== Segment start ==

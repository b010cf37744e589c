//! S3-backed object store

use async_trait::async_trait;
use aws_config::{meta::region::RegionProviderChain, BehaviorVersion};
use aws_sdk_s3::{config::Region, error::DisplayErrorContext, primitives::ByteStream, Client};
use chrono::{DateTime, Utc};
use tracing::info;

use super::{validate_key, ObjectStore, StorageError};

/// Stores objects in an S3 bucket
#[derive(Debug, Clone)]
pub struct S3Store {
    client: Client,
    bucket: String,
}

impl S3Store {
    /// Connect using the default AWS credential chain.
    ///
    /// `endpoint` selects an S3-compatible service (path-style addressing).
    pub async fn connect(bucket: String, region: Option<String>, endpoint: Option<String>) -> Self {
        let region_provider = RegionProviderChain::first_try(region.map(Region::new))
            .or_default_provider()
            .or_else("us-east-1");
        let shared = aws_config::defaults(BehaviorVersion::latest())
            .region(region_provider)
            .load()
            .await;

        let mut builder = aws_sdk_s3::config::Builder::from(&shared);
        if let Some(endpoint) = endpoint {
            builder = builder.endpoint_url(endpoint).force_path_style(true);
        }

        info!("S3 storage configured (bucket={})", bucket);

        Self {
            client: Client::from_conf(builder.build()),
            bucket,
        }
    }
}

#[async_trait]
impl ObjectStore for S3Store {
    async fn put(
        &self,
        key: &str,
        body: Vec<u8>,
        content_type: Option<&str>,
    ) -> Result<(), StorageError> {
        validate_key(key)?;
        self.client
            .put_object()
            .bucket(&self.bucket)
            .key(key)
            .set_content_type(content_type.map(str::to_string))
            .body(ByteStream::from(body))
            .send()
            .await
            .map_err(|e| StorageError::Backend(DisplayErrorContext(&e).to_string()))?;
        Ok(())
    }

    async fn creation_time(&self, key: &str) -> Option<DateTime<Utc>> {
        let head = self
            .client
            .head_object()
            .bucket(&self.bucket)
            .key(key)
            .send()
            .await
            .ok()?;
        let modified = head.last_modified()?;
        DateTime::<Utc>::from_timestamp(modified.secs(), modified.subsec_nanos())
    }
}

== Segment end ==

Work instructions: Copy out all lines of the material containing the word "BehaviorVersion".

Output of the task:
use aws_config::{meta::region::RegionProviderChain, BehaviorVersion};
        let shared = aws_config::defaults(BehaviorVersion::latest())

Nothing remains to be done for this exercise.